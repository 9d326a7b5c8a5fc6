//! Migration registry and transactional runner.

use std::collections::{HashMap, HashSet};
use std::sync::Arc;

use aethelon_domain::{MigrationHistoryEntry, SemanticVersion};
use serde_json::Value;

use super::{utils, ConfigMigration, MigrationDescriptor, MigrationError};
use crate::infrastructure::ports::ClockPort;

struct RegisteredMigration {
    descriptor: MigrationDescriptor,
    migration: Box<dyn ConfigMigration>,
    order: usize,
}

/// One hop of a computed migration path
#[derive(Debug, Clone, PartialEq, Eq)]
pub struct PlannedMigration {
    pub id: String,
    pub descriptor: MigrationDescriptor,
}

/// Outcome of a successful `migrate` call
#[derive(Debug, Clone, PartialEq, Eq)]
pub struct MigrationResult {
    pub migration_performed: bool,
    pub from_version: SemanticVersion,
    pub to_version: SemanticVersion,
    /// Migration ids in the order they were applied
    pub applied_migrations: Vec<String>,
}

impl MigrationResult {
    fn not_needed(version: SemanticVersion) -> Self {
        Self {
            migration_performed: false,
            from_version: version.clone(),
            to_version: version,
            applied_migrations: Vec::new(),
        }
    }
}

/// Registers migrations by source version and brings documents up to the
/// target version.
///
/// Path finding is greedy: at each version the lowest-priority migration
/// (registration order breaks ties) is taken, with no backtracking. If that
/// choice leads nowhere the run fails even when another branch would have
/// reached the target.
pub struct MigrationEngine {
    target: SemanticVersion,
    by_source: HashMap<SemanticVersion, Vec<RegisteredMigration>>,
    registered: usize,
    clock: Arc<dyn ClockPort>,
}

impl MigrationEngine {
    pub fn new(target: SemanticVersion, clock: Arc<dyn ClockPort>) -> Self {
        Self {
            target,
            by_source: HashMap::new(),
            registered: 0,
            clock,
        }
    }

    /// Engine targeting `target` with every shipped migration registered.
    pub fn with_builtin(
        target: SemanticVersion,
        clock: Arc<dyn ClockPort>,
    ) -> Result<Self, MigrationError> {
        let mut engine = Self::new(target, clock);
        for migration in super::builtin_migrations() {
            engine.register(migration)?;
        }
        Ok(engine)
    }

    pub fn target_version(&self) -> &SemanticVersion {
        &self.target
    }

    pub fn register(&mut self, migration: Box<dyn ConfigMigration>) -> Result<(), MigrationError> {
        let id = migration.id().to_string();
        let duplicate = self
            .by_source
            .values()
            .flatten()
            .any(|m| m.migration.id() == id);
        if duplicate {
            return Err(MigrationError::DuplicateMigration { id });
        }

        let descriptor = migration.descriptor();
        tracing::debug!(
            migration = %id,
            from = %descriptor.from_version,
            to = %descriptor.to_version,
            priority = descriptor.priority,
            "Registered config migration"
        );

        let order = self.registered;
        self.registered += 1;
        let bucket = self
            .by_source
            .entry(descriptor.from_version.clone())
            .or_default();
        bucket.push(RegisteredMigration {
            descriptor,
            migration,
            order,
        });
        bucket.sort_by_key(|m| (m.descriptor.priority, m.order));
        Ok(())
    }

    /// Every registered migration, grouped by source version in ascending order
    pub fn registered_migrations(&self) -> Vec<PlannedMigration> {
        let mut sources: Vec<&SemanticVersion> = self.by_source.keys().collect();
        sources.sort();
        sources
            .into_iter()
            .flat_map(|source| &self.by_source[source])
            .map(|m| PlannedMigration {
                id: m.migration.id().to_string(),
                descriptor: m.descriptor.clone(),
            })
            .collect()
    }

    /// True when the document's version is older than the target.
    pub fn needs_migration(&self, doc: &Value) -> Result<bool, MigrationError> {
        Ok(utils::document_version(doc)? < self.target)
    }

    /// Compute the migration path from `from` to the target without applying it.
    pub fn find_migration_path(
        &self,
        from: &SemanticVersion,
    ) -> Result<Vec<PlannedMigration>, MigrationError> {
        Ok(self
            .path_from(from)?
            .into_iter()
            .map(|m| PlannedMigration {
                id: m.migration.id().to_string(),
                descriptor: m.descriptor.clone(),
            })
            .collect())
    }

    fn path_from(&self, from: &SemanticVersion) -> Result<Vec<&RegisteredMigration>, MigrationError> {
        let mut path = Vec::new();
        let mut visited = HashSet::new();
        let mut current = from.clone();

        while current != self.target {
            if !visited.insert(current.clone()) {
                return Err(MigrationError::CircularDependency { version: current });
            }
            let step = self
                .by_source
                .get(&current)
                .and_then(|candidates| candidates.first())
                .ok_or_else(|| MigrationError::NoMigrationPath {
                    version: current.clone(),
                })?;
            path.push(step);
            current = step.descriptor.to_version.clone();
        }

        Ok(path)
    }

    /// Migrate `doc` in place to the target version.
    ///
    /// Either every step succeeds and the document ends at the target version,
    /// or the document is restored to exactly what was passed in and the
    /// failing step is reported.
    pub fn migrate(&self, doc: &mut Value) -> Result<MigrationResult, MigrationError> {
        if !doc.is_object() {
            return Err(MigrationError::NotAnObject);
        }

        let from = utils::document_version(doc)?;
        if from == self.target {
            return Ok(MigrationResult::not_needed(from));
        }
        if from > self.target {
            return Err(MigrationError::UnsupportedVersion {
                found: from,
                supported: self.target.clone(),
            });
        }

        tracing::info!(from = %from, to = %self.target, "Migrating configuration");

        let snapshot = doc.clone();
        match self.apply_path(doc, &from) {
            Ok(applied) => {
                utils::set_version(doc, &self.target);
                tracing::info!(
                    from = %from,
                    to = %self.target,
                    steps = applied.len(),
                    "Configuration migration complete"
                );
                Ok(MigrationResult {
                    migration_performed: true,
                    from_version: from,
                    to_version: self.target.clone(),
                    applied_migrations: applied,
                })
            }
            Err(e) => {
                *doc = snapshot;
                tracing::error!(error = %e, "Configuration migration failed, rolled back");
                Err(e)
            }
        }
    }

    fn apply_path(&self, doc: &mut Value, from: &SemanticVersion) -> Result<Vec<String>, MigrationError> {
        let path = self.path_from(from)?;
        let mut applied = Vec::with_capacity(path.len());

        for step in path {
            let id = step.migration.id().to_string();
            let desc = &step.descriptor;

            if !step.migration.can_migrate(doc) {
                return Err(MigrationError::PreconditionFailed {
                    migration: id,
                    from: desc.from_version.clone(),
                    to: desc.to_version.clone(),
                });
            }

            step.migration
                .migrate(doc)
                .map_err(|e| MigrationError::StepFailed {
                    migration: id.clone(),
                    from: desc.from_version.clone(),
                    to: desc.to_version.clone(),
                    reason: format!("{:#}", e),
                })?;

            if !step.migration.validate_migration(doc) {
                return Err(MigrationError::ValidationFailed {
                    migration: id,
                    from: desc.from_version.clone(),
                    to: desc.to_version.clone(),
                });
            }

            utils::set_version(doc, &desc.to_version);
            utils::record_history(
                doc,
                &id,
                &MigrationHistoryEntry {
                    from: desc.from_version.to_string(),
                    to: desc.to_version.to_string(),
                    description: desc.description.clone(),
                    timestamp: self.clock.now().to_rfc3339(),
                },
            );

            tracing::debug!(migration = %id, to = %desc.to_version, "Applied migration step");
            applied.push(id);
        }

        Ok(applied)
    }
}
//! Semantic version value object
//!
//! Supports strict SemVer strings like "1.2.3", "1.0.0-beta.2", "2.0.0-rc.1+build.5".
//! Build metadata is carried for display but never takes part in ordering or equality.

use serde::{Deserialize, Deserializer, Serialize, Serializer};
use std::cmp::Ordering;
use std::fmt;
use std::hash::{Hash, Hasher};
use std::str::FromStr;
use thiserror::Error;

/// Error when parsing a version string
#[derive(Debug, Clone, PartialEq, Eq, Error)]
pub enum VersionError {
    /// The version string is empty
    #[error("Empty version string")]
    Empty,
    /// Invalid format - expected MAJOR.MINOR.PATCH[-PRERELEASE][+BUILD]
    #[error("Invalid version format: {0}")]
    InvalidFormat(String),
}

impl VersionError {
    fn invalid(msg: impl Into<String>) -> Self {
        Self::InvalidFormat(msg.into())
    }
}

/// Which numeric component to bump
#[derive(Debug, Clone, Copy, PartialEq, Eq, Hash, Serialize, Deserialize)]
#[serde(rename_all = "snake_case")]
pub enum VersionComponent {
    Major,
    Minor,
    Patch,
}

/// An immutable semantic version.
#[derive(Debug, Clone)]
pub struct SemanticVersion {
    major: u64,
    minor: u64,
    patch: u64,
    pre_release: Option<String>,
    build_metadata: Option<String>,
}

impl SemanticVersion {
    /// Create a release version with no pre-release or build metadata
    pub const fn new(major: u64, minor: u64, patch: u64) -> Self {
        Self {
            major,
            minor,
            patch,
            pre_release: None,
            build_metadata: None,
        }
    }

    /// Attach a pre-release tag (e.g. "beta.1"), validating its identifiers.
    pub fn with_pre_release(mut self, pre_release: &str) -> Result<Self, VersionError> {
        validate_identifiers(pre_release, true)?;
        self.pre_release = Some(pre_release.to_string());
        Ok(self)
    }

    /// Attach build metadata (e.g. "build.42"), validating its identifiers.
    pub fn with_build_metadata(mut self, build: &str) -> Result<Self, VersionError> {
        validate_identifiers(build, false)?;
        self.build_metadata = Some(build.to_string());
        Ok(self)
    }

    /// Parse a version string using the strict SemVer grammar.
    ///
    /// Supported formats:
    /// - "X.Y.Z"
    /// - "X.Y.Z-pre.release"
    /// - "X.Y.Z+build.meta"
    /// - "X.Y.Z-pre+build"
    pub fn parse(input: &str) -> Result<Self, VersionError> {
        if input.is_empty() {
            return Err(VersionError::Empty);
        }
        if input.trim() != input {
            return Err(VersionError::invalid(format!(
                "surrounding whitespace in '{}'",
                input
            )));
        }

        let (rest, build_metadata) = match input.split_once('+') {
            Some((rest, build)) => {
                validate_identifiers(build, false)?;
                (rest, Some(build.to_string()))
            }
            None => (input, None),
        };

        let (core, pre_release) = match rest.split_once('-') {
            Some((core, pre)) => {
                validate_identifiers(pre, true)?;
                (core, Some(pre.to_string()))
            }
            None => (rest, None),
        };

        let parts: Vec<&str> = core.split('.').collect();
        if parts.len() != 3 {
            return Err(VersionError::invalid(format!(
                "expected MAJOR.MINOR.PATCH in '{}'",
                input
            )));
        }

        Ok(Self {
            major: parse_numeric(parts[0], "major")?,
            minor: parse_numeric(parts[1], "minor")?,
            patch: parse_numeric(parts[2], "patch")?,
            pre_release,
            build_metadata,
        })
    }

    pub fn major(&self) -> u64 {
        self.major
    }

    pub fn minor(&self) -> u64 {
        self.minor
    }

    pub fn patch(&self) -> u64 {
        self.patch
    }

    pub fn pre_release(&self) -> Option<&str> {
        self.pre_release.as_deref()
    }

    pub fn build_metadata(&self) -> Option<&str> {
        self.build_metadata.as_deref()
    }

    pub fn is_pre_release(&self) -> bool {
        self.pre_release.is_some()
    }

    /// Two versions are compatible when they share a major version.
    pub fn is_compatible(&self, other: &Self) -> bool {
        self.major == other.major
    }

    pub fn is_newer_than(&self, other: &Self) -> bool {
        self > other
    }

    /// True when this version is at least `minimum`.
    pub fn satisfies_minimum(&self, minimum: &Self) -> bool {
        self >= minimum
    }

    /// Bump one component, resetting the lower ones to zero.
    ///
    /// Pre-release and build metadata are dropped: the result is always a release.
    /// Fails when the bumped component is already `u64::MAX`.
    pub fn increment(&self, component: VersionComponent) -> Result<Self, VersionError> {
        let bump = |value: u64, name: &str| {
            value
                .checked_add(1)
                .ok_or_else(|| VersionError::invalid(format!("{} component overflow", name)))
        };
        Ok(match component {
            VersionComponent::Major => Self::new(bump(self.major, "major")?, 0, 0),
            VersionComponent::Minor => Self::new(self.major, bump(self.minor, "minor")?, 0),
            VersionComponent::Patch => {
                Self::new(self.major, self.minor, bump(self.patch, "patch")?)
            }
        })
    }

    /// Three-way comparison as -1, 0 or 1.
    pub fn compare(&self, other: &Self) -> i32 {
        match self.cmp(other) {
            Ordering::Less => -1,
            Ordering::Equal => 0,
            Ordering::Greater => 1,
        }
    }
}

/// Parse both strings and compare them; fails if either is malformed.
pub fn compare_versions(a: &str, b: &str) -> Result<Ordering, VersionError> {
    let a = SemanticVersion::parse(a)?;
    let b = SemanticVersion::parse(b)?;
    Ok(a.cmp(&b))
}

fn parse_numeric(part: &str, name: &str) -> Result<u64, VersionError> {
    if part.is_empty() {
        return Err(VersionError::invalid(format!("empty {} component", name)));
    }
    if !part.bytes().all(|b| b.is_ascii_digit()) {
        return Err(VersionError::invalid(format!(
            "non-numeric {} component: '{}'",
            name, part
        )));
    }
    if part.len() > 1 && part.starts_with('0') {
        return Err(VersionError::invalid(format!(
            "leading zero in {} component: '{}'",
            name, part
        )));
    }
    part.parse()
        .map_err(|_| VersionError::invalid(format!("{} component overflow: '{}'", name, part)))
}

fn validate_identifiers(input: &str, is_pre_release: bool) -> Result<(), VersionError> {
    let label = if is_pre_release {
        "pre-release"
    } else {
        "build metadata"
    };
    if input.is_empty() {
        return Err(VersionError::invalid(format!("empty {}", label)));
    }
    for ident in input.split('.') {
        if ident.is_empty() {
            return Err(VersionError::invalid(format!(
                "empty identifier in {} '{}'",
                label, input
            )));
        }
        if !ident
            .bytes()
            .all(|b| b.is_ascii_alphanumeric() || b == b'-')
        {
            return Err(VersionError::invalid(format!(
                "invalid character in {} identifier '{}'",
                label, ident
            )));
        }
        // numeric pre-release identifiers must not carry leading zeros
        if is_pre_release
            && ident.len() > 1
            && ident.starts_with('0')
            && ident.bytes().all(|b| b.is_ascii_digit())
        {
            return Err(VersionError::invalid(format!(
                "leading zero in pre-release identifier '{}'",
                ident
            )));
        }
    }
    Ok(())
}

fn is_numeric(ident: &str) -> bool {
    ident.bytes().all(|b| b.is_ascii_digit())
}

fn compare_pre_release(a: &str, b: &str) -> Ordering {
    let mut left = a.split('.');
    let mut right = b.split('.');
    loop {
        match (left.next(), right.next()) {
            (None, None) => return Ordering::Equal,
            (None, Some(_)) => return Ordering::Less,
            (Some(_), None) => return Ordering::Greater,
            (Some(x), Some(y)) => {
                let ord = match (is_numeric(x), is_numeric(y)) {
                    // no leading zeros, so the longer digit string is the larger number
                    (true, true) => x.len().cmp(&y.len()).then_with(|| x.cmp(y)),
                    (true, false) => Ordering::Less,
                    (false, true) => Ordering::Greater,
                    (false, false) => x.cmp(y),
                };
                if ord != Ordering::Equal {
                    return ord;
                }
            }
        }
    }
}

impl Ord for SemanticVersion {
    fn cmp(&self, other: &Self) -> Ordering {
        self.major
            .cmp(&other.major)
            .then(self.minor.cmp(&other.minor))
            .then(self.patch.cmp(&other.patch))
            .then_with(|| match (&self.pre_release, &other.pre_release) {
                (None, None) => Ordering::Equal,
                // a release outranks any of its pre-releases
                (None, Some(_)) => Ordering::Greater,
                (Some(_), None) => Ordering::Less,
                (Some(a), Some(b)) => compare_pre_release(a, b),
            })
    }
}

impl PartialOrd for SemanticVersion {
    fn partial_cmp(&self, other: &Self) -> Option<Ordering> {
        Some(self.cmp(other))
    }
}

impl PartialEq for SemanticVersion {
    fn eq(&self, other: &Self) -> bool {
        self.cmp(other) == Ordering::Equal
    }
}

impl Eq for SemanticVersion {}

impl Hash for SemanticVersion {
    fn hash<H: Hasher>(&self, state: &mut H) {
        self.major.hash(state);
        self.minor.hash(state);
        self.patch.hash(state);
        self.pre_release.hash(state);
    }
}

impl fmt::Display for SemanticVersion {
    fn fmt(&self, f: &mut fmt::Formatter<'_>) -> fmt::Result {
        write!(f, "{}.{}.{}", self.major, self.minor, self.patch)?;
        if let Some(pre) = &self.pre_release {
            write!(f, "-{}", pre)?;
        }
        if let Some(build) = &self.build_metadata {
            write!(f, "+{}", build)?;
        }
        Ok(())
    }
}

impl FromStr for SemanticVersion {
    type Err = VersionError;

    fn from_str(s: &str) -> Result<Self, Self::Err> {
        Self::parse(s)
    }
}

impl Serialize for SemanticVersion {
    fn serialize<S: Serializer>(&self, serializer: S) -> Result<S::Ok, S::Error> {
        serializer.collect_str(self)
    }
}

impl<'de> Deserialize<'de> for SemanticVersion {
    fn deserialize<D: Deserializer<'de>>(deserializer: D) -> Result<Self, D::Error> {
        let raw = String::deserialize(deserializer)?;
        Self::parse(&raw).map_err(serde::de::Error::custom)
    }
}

= = = =

● PROBLEM TO SOLVE: Of the lines above, output exactly those from the line bearing "strict SemVer grammar." through the line bearing "pub fn is_compatible(&self, other: &Self)", inclusive.

● REPLY:
    /// Parse a version string using the strict SemVer grammar.
    ///
    /// Supported formats:
    /// - "X.Y.Z"
    /// - "X.Y.Z-pre.release"
    /// - "X.Y.Z+build.meta"
    /// - "X.Y.Z-pre+build"
    pub fn parse(input: &str) -> Result<Self, VersionError> {
        if input.is_empty() {
            return Err(VersionError::Empty);
        }
        if input.trim() != input {
            return Err(VersionError::invalid(format!(
                "surrounding whitespace in '{}'",
                input
            )));
        }

        let (rest, build_metadata) = match input.split_once('+') {
            Some((rest, build)) => {
                validate_identifiers(build, false)?;
                (rest, Some(build.to_string()))
            }
            None => (input, None),
        };

        let (core, pre_release) = match rest.split_once('-') {
            Some((core, pre)) => {
                validate_identifiers(pre, true)?;
                (core, Some(pre.to_string()))
            }
            None => (rest, None),
        };

        let parts: Vec<&str> = core.split('.').collect();
        if parts.len() != 3 {
            return Err(VersionError::invalid(format!(
                "expected MAJOR.MINOR.PATCH in '{}'",
                input
            )));
        }

        Ok(Self {
            major: parse_numeric(parts[0], "major")?,
            minor: parse_numeric(parts[1], "minor")?,
            patch: parse_numeric(parts[2], "patch")?,
            pre_release,
            build_metadata,
        })
    }

    pub fn major(&self) -> u64 {
        self.major
    }

    pub fn minor(&self) -> u64 {
        self.minor
    }

    pub fn patch(&self) -> u64 {
        self.patch
    }

    pub fn pre_release(&self) -> Option<&str> {
        self.pre_release.as_deref()
    }

    pub fn build_metadata(&self) -> Option<&str> {
        self.build_metadata.as_deref()
    }

    pub fn is_pre_release(&self) -> bool {
        self.pre_release.is_some()
    }

    /// Two versions are compatible when they share a major version.
    pub fn is_compatible(&self, other: &Self) -> bool {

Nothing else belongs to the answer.